BEGIN

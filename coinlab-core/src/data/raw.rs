//! Raw per-asset price files written by the acquisition step.
//!
//! Layout: `{raw_dir}/{asset}_{days}d.csv` with at least `timestamp` and
//! `price` columns. The asset id is the file-stem prefix before the first `_`.

use super::provider::DataError;
use super::timestamp::{format_timestamp, parse_timestamp};
use crate::domain::{AssetSeries, RawPoint};
use std::fs;
use std::io::Read;
use std::path::{Path, PathBuf};

/// `bitcoin` + 365 → `bitcoin_365d.csv`
pub fn raw_file_name(asset_id: &str, days: u32) -> String {
    format!("{asset_id}_{days}d.csv")
}

/// `.../bitcoin_365d.csv` → `bitcoin`
pub fn asset_id_from_path(path: &Path) -> Option<String> {
    let stem = path.file_stem()?.to_str()?;
    let id = stem.split('_').next()?;
    (!id.is_empty()).then(|| id.to_string())
}

/// List raw files for the given history length, sorted by file name.
pub fn discover_raw_files(dir: &Path, days: u32) -> Result<Vec<PathBuf>, DataError> {
    let suffix = format!("_{days}d.csv");
    let entries = fs::read_dir(dir).map_err(|e| DataError::io(dir, e))?;

    let mut files = Vec::new();
    for entry in entries {
        let path = entry.map_err(|e| DataError::io(dir, e))?.path();
        let matches = path
            .file_name()
            .and_then(|n| n.to_str())
            .is_some_and(|n| n.ends_with(&suffix));
        if matches && path.is_file() {
            files.push(path);
        }
    }
    files.sort();
    Ok(files)
}

/// Read one raw file; the asset id comes from the file name.
pub fn read_raw_series(path: &Path) -> Result<AssetSeries, DataError> {
    let asset_id = asset_id_from_path(path).ok_or_else(|| DataError::MalformedInput {
        path: path.display().to_string(),
        row: 0,
        field: "file_name".into(),
        reason: "cannot derive asset id".into(),
    })?;
    let file = fs::File::open(path).map_err(|e| DataError::io(path, e))?;
    read_raw_csv(asset_id, file, &path.display().to_string())
}

/// Parse raw CSV content. `source` labels errors (usually the file path).
///
/// Rows are kept in file order; sorting is the transformer's job.
pub fn read_raw_csv<R: Read>(
    asset_id: String,
    reader: R,
    source: &str,
) -> Result<AssetSeries, DataError> {
    let malformed = |row: usize, field: &str, reason: String| DataError::MalformedInput {
        path: source.to_string(),
        row,
        field: field.to_string(),
        reason,
    };

    let mut rdr = csv::ReaderBuilder::new()
        .has_headers(true)
        .trim(csv::Trim::All)
        .from_reader(reader);

    let headers = rdr
        .headers()
        .map_err(|e| DataError::CsvError(format!("{source}: header: {e}")))?
        .clone();
    let column = |name: &str| {
        headers
            .iter()
            .position(|h| h == name)
            .ok_or_else(|| malformed(0, name, "missing required column".into()))
    };
    let ts_idx = column("timestamp")?;
    let price_idx = column("price")?;

    let mut points = Vec::new();
    for (row, record) in rdr.records().enumerate() {
        let record = record.map_err(|e| DataError::CsvError(format!("{source}: row {row}: {e}")))?;

        let raw_ts = record.get(ts_idx).unwrap_or("");
        let timestamp = parse_timestamp(raw_ts)
            .ok_or_else(|| malformed(row, "timestamp", format!("unparseable timestamp '{raw_ts}'")))?;

        let raw_price = record.get(price_idx).unwrap_or("");
        let price = raw_price
            .parse::<f64>()
            .ok()
            .filter(|p| p.is_finite())
            .ok_or_else(|| malformed(row, "price", format!("non-numeric price '{raw_price}'")))?;

        points.push(RawPoint::new(timestamp, price));
    }

    Ok(AssetSeries::new(asset_id, points))
}

/// Write a raw series as `{dir}/{asset}_{days}d.csv` (tmp file, then rename).
pub fn write_raw_series(dir: &Path, series: &AssetSeries, days: u32) -> Result<PathBuf, DataError> {
    fs::create_dir_all(dir).map_err(|e| DataError::io(dir, e))?;
    let path = dir.join(raw_file_name(&series.asset_id, days));
    let tmp_path = path.with_extension("csv.tmp");

    let mut wtr = csv::Writer::from_path(&tmp_path)
        .map_err(|e| DataError::CsvError(format!("{}: {e}", tmp_path.display())))?;
    let csv_err = |e: csv::Error| DataError::CsvError(format!("{}: {e}", tmp_path.display()));
    wtr.write_record(["timestamp", "price"]).map_err(csv_err)?;
    for p in &series.points {
        wtr.write_record([format_timestamp(&p.timestamp), p.price.to_string()])
            .map_err(csv_err)?;
    }
    wtr.flush().map_err(|e| DataError::io(&tmp_path, e))?;
    drop(wtr);

    fs::rename(&tmp_path, &path).map_err(|e| {
        let _ = fs::remove_file(&tmp_path);
        DataError::io(&path, e)
    })?;
    Ok(path)
}
//! Timestamp parsing and formatting for tabular files.
//!
//! Accepted inputs: millisecond epoch integers, RFC 3339, `YYYY-MM-DD HH:MM:SS[.f]`,
//! `YYYY-MM-DDTHH:MM:SS[.f]` and bare `YYYY-MM-DD` dates. Output is always
//! `YYYY-MM-DD HH:MM:SS.mmm`, which the parser accepts back.

use chrono::{DateTime, NaiveDate, NaiveDateTime};

pub const CSV_TIMESTAMP_FORMAT: &str = "%Y-%m-%d %H:%M:%S%.3f";

const NAIVE_FORMATS: [&str; 2] = ["%Y-%m-%d %H:%M:%S%.f", "%Y-%m-%dT%H:%M:%S%.f"];

pub fn parse_timestamp(raw: &str) -> Option<NaiveDateTime> {
    let raw = raw.trim();
    if raw.is_empty() {
        return None;
    }

    if let Ok(ms) = raw.parse::<i64>() {
        return from_epoch_millis(ms);
    }
    if let Ok(dt) = DateTime::parse_from_rfc3339(raw) {
        return Some(dt.naive_utc());
    }
    for fmt in NAIVE_FORMATS {
        if let Ok(dt) = NaiveDateTime::parse_from_str(raw, fmt) {
            return Some(dt);
        }
    }
    NaiveDate::parse_from_str(raw, "%Y-%m-%d")
        .ok()
        .and_then(|d| d.and_hms_opt(0, 0, 0))
}

pub fn format_timestamp(ts: &NaiveDateTime) -> String {
    ts.format(CSV_TIMESTAMP_FORMAT).to_string()
}

pub fn from_epoch_millis(ms: i64) -> Option<NaiveDateTime> {
    DateTime::from_timestamp_millis(ms).map(|dt| dt.naive_utc())
}

pub fn to_epoch_millis(ts: &NaiveDateTime) -> i64 {
    ts.and_utc().timestamp_millis()
}

#[cfg(test)]
mod tests {
    use super::*;

    fn midnight(y: i32, m: u32, d: u32) -> NaiveDateTime {
        NaiveDate::from_ymd_opt(y, m, d).unwrap().and_hms_opt(0, 0, 0).unwrap()
    }

    #[test]
    fn parses_every_supported_shape() {
        let expected = midnight(2024, 10, 17);
        assert_eq!(parse_timestamp("1729123200000"), Some(expected));
        assert_eq!(parse_timestamp("2024-10-17T00:00:00Z"), Some(expected));
        assert_eq!(parse_timestamp("2024-10-17 00:00:00"), Some(expected));
        assert_eq!(parse_timestamp("2024-10-17 00:00:00.000"), Some(expected));
        assert_eq!(parse_timestamp("2024-10-17T00:00:00"), Some(expected));
        assert_eq!(parse_timestamp("2024-10-17"), Some(expected));
    }

    #[test]
    fn rejects_garbage() {
        assert_eq!(parse_timestamp(""), None);
        assert_eq!(parse_timestamp("yesterday"), None);
    }

    #[test]
    fn format_is_parseable() {
        let ts = midnight(2024, 2, 29) + chrono::Duration::milliseconds(1_234);
        assert_eq!(format_timestamp(&ts), "2024-02-29 00:00:01.234");
        assert_eq!(parse_timestamp(&format_timestamp(&ts)), Some(ts));
        assert_eq!(from_epoch_millis(to_epoch_millis(&ts)), Some(ts));
    }
}
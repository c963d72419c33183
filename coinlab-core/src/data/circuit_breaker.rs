//! Circuit breaker for provider bans and sustained rate limiting.
//!
//! HTTP 403 trips the breaker immediately. Repeated 429/5xx responses trip it
//! once `failure_threshold` consecutive failures accumulate. While open, every
//! request is refused until the cooldown has elapsed.

use std::sync::Mutex;
use std::time::{Duration, Instant};

#[derive(Debug, Clone, Copy, PartialEq, Eq)]
pub enum BreakerState {
    Closed,
    Open { tripped_at: Instant },
}

#[derive(Debug)]
struct Inner {
    state: BreakerState,
    consecutive_failures: u32,
}

#[derive(Debug)]
pub struct CircuitBreaker {
    inner: Mutex<Inner>,
    cooldown: Duration,
    failure_threshold: u32,
}

impl CircuitBreaker {
    pub fn new(cooldown: Duration, failure_threshold: u32) -> Self {
        Self {
            inner: Mutex::new(Inner {
                state: BreakerState::Closed,
                consecutive_failures: 0,
            }),
            cooldown,
            failure_threshold: failure_threshold.max(1),
        }
    }

    /// 10-minute cooldown, trips after 3 consecutive failures.
    pub fn default_provider() -> Self {
        Self::new(Duration::from_secs(10 * 60), 3)
    }

    fn lock(&self) -> std::sync::MutexGuard<'_, Inner> {
        // A poisoned lock only means another thread panicked mid-update;
        // the counters are still usable.
        self.inner.lock().unwrap_or_else(|e| e.into_inner())
    }

    pub fn is_allowed(&self) -> bool {
        let mut inner = self.lock();
        match inner.state {
            BreakerState::Closed => true,
            BreakerState::Open { tripped_at } => {
                if tripped_at.elapsed() >= self.cooldown {
                    inner.state = BreakerState::Closed;
                    inner.consecutive_failures = 0;
                    true
                } else {
                    false
                }
            }
        }
    }

    pub fn record_success(&self) {
        self.lock().consecutive_failures = 0;
    }

    pub fn record_failure(&self) {
        let mut inner = self.lock();
        inner.consecutive_failures += 1;
        if inner.consecutive_failures >= self.failure_threshold {
            inner.state = BreakerState::Open {
                tripped_at: Instant::now(),
            };
        }
    }

    /// Trip immediately (403 Forbidden).
    pub fn trip(&self) {
        self.lock().state = BreakerState::Open {
            tripped_at: Instant::now(),
        };
    }

    pub fn remaining_cooldown(&self) -> Duration {
        match self.lock().state {
            BreakerState::Closed => Duration::ZERO,
            BreakerState::Open { tripped_at } => self.cooldown.saturating_sub(tripped_at.elapsed()),
        }
    }
}

#[cfg(test)]
mod tests {
    use super::*;

    #[test]
    fn starts_closed() {
        let cb = CircuitBreaker::new(Duration::from_secs(60), 3);
        assert!(cb.is_allowed());
        assert_eq!(cb.remaining_cooldown(), Duration::ZERO);
    }

    #[test]
    fn trips_after_threshold_failures() {
        let cb = CircuitBreaker::new(Duration::from_secs(60), 3);
        cb.record_failure();
        cb.record_failure();
        assert!(cb.is_allowed());
        cb.record_failure();
        assert!(!cb.is_allowed());
    }

    #[test]
    fn success_resets_failure_count() {
        let cb = CircuitBreaker::new(Duration::from_secs(60), 2);
        cb.record_failure();
        cb.record_success();
        cb.record_failure();
        assert!(cb.is_allowed());
    }

    #[test]
    fn immediate_trip_and_cooldown_expiry() {
        let cb = CircuitBreaker::new(Duration::ZERO, 3);
        cb.trip();
        // zero cooldown: the next check closes it again
        assert!(cb.is_allowed());

        let cb = CircuitBreaker::new(Duration::from_secs(60), 3);
        cb.trip();
        assert!(!cb.is_allowed());
        assert!(cb.remaining_cooldown() > Duration::ZERO);
    }
}
//! Rolling window configuration.
//!
//! The window set is fixed at configuration time. Column names such as
//! `ma_30d` are derived from it by the schema module, never parsed back.

use serde::{Deserialize, Serialize};
use thiserror::Error;

/// Default trailing windows, in observations.
pub const DEFAULT_WINDOWS: [usize; 6] = [7, 14, 30, 90, 180, 365];

#[derive(Debug, Error, PartialEq, Eq)]
pub enum WindowError {
    #[error("window set must contain at least one window")]
    Empty,

    #[error("window size must be positive, got {0}")]
    ZeroWindow(usize),
}

/// Sorted, de-duplicated set of positive window sizes.
#[derive(Debug, Clone, PartialEq, Eq, Hash, Serialize, Deserialize)]
#[serde(try_from = "Vec<usize>", into = "Vec<usize>")]
pub struct WindowSet(Vec<usize>);

impl WindowSet {
    pub fn new(windows: impl IntoIterator<Item = usize>) -> Result<Self, WindowError> {
        let mut sizes: Vec<usize> = windows.into_iter().collect();
        if let Some(&zero) = sizes.iter().find(|&&w| w == 0) {
            return Err(WindowError::ZeroWindow(zero));
        }
        sizes.sort_unstable();
        sizes.dedup();
        if sizes.is_empty() {
            return Err(WindowError::Empty);
        }
        Ok(Self(sizes))
    }

    pub fn as_slice(&self) -> &[usize] {
        &self.0
    }

    pub fn iter(&self) -> impl Iterator<Item = usize> + '_ {
        self.0.iter().copied()
    }

    pub fn len(&self) -> usize {
        self.0.len()
    }

    pub fn is_empty(&self) -> bool {
        self.0.is_empty()
    }

    pub fn contains(&self, window: usize) -> bool {
        self.0.binary_search(&window).is_ok()
    }

    /// Position of `window` inside the set, matching `FeatureRow::windows`.
    pub fn position(&self, window: usize) -> Option<usize> {
        self.0.binary_search(&window).ok()
    }
}

impl Default for WindowSet {
    fn default() -> Self {
        Self(DEFAULT_WINDOWS.to_vec())
    }
}

impl TryFrom<Vec<usize>> for WindowSet {
    type Error = WindowError;

    fn try_from(value: Vec<usize>) -> Result<Self, Self::Error> {
        Self::new(value)
    }
}

impl From<WindowSet> for Vec<usize> {
    fn from(value: WindowSet) -> Self {
        value.0
    }
}
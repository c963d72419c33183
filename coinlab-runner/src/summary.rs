//! Dashboard KPIs per asset.
//!
//! Computes the headline numbers the dashboard shows for one selected
//! window: last price, total return, max drawdown and mean volatility.
//! Chart rendering is not part of this crate.

use coinlab_core::CanonicalTable;
use serde::Serialize;
use thiserror::Error;

/// Fewer rows than this and the KPIs are flagged as unreliable.
pub const MIN_ROWS_FOR_KPIS: usize = 30;

#[derive(Debug, Error, PartialEq, Eq)]
pub enum SummaryError {
    #[error("window {window} is not in the table's window set {available:?}")]
    UnknownWindow { window: usize, available: Vec<usize> },
}

#[derive(Debug, Clone, PartialEq, Serialize)]
pub struct AssetSummary {
    pub asset_id: String,
    pub rows: usize,
    pub last_price: f64,
    /// `return_from_start` of the last row.
    pub total_return: f64,
    /// Most negative drawdown; NaN rows are ignored.
    pub max_drawdown: f64,
    /// Mean of the defined, finite `volatility_{window}d` values.
    pub mean_volatility: Option<f64>,
    pub insufficient: bool,
}

/// Summaries in table asset order.
pub fn summarize(table: &CanonicalTable, window: usize) -> Result<Vec<AssetSummary>, SummaryError> {
    if !table.windows.contains(window) {
        return Err(SummaryError::UnknownWindow {
            window,
            available: table.windows.as_slice().to_vec(),
        });
    }

    let summaries = table
        .assets()
        .into_iter()
        .filter_map(|asset_id| {
            let rows: Vec<_> = table.rows_for(asset_id).collect();
            let last = rows.last()?;

            let max_drawdown = rows
                .iter()
                .map(|r| r.drawdown)
                .filter(|d| !d.is_nan())
                .fold(0.0_f64, f64::min);

            let vols: Vec<f64> = rows
                .iter()
                .filter_map(|r| r.volatility(window))
                .filter(|v| v.is_finite())
                .collect();
            let mean_volatility =
                (!vols.is_empty()).then(|| vols.iter().sum::<f64>() / vols.len() as f64);

            Some(AssetSummary {
                asset_id: asset_id.to_string(),
                rows: rows.len(),
                last_price: last.price,
                total_return: last.return_from_start,
                max_drawdown,
                mean_volatility,
                insufficient: rows.len() < MIN_ROWS_FOR_KPIS,
            })
        })
        .collect();
    Ok(summaries)
}
// ── CSV ─────────────────────────────────────────────────────────────

/// Missing values are written as empty fields; NaN as `NaN`.
pub fn write_csv<W: Write>(table: &CanonicalTable, writer: W) -> Result<(), DataError> {
    let csv_err = |e: csv::Error| DataError::CsvError(format!("write: {e}"));
    let opt = |v: Option<f64>| v.map(|x| x.to_string()).unwrap_or_default();

    let mut wtr = csv::Writer::from_writer(writer);
    wtr.write_record(CanonicalSchema::column_names(&table.windows))
        .map_err(csv_err)?;

    for row in &table.rows {
        let f = &row.features;
        let mut record = Vec::with_capacity(8 + 2 * f.windows.len());
        record.push(format_timestamp(&f.timestamp));
        record.push(row.asset_id.clone());
        record.push(f.price.to_string());
        record.push(opt(f.pct_change));
        record.extend(f.windows.iter().map(|w| opt(w.ma)));
        record.extend(f.windows.iter().map(|w| opt(w.volatility)));
        record.push(f.cumulative_return.to_string());
        record.push(f.return_from_start.to_string());
        record.push(opt(f.daily_return));
        record.push(f.drawdown.to_string());
        wtr.write_record(&record).map_err(csv_err)?;
    }

    wtr.flush().map_err(|e| DataError::CsvError(format!("flush: {e}")))
}

pub fn read_csv<R: Read>(reader: R, windows: &WindowSet, source: &str) -> Result<CanonicalTable, DataError> {
    let mut rdr = csv::ReaderBuilder::new().has_headers(true).from_reader(reader);
    let headers = rdr
        .headers()
        .map_err(|e| DataError::CsvError(format!("{source}: header: {e}")))?
        .clone();

    let index = |name: &str| -> Result<usize, DataError> {
        headers
            .iter()
            .position(|h| h == name)
            .ok_or_else(|| schema::SchemaError::MissingColumn(name.to_string()).into())
    };
    let ts_idx = index(schema::TIMESTAMP)?;
    let coin_idx = index(schema::COIN)?;
    let price_idx = index(schema::PRICE)?;
    let pct_idx = index(schema::PCT_CHANGE)?;
    let ma_idx: Vec<usize> = windows
        .iter()
        .map(|w| index(&schema::ma_column(w)))
        .collect::<Result<_, _>>()?;
    let vol_idx: Vec<usize> = windows
        .iter()
        .map(|w| index(&schema::volatility_column(w)))
        .collect::<Result<_, _>>()?;
    let cum_idx = index(schema::CUMULATIVE_RETURN)?;
    let rfs_idx = index(schema::RETURN_FROM_START)?;
    let daily_idx = index(schema::DAILY_RETURN)?;
    let dd_idx = index(schema::DRAWDOWN)?;

    let mut rows = Vec::new();
    for (row, record) in rdr.records().enumerate() {
        let record = record.map_err(|e| DataError::CsvError(format!("{source}: row {row}: {e}")))?;
        let field = |idx: usize| record.get(idx).unwrap_or("");
        let malformed = |name: &str, raw: &str| DataError::MalformedInput {
            path: source.to_string(),
            row,
            field: name.to_string(),
            reason: format!("cannot parse '{raw}'"),
        };
        let optional = |idx: usize, name: &str| -> Result<Option<f64>, DataError> {
            let raw = field(idx);
            if raw.is_empty() {
                return Ok(None);
            }
            raw.parse::<f64>().map(Some).map_err(|_| malformed(name, raw))
        };
        let required = |idx: usize, name: &str| -> Result<f64, DataError> {
            optional(idx, name)?.ok_or_else(|| malformed(name, ""))
        };

        let raw_ts = field(ts_idx);
        let timestamp = parse_timestamp(raw_ts).ok_or_else(|| malformed(schema::TIMESTAMP, raw_ts))?;

        let window_stats = windows
            .iter()
            .zip(ma_idx.iter().zip(&vol_idx))
            .map(|(w, (&mi, &vi))| -> Result<WindowStats, DataError> {
                Ok(WindowStats {
                    window: w,
                    ma: optional(mi, &schema::ma_column(w))?,
                    volatility: optional(vi, &schema::volatility_column(w))?,
                })
            })
            .collect::<Result<Vec<_>, _>>()?;

        rows.push(CanonicalRow {
            asset_id: field(coin_idx).to_string(),
            features: FeatureRow {
                timestamp,
                price: required(price_idx, schema::PRICE)?,
                pct_change: optional(pct_idx, schema::PCT_CHANGE)?,
                windows: window_stats,
                cumulative_return: required(cum_idx, schema::CUMULATIVE_RETURN)?,
                return_from_start: required(rfs_idx, schema::RETURN_FROM_START)?,
                daily_return: optional(daily_idx, schema::DAILY_RETURN)?,
                drawdown: required(dd_idx, schema::DRAWDOWN)?,
            },
        });
    }

    Ok(CanonicalTable {
        windows: windows.clone(),
        rows,
    })
}

// ── Parquet / DataFrame ─────────────────────────────────────────────

/// Convert the canonical table to a Polars DataFrame matching `CanonicalSchema`.
pub fn table_to_dataframe(table: &CanonicalTable) -> Result<DataFrame, DataError> {
    let rows = &table.rows;
    let f64_col = |name: &str, values: Vec<f64>| Column::new(name.into(), values);
    let opt_col = |name: &str, values: Vec<Option<f64>>| Column::new(name.into(), values);

    let timestamps: Vec<i64> = rows.iter().map(|r| to_epoch_millis(&r.features.timestamp)).collect();
    let coins: Vec<&str> = rows.iter().map(|r| r.asset_id.as_str()).collect();

    let mut columns = vec![
        Column::new(schema::TIMESTAMP.into(), timestamps)
            .cast(&DataType::Datetime(TimeUnit::Milliseconds, None))
            .map_err(|e| DataError::ParquetError(format!("timestamp cast: {e}")))?,
        Column::new(schema::COIN.into(), coins),
        f64_col(schema::PRICE, rows.iter().map(|r| r.features.price).collect()),
        opt_col(schema::PCT_CHANGE, rows.iter().map(|r| r.features.pct_change).collect()),
    ];
    for w in table.windows.iter() {
        columns.push(opt_col(&schema::ma_column(w), rows.iter().map(|r| r.features.ma(w)).collect()));
    }
    for w in table.windows.iter() {
        columns.push(opt_col(
            &schema::volatility_column(w),
            rows.iter().map(|r| r.features.volatility(w)).collect(),
        ));
    }
    columns.push(f64_col(
        schema::CUMULATIVE_RETURN,
        rows.iter().map(|r| r.features.cumulative_return).collect(),
    ));
    columns.push(f64_col(
        schema::RETURN_FROM_START,
        rows.iter().map(|r| r.features.return_from_start).collect(),
    ));
    columns.push(opt_col(schema::DAILY_RETURN, rows.iter().map(|r| r.features.daily_return).collect()));
    columns.push(f64_col(schema::DRAWDOWN, rows.iter().map(|r| r.features.drawdown).collect()));

    DataFrame::new(columns).map_err(|e| DataError::ParquetError(format!("dataframe creation: {e}")))
}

END

_Problem requirements_
Lines in the listing that include the word "true": how many are there? Give the number alone.

_Reply_
4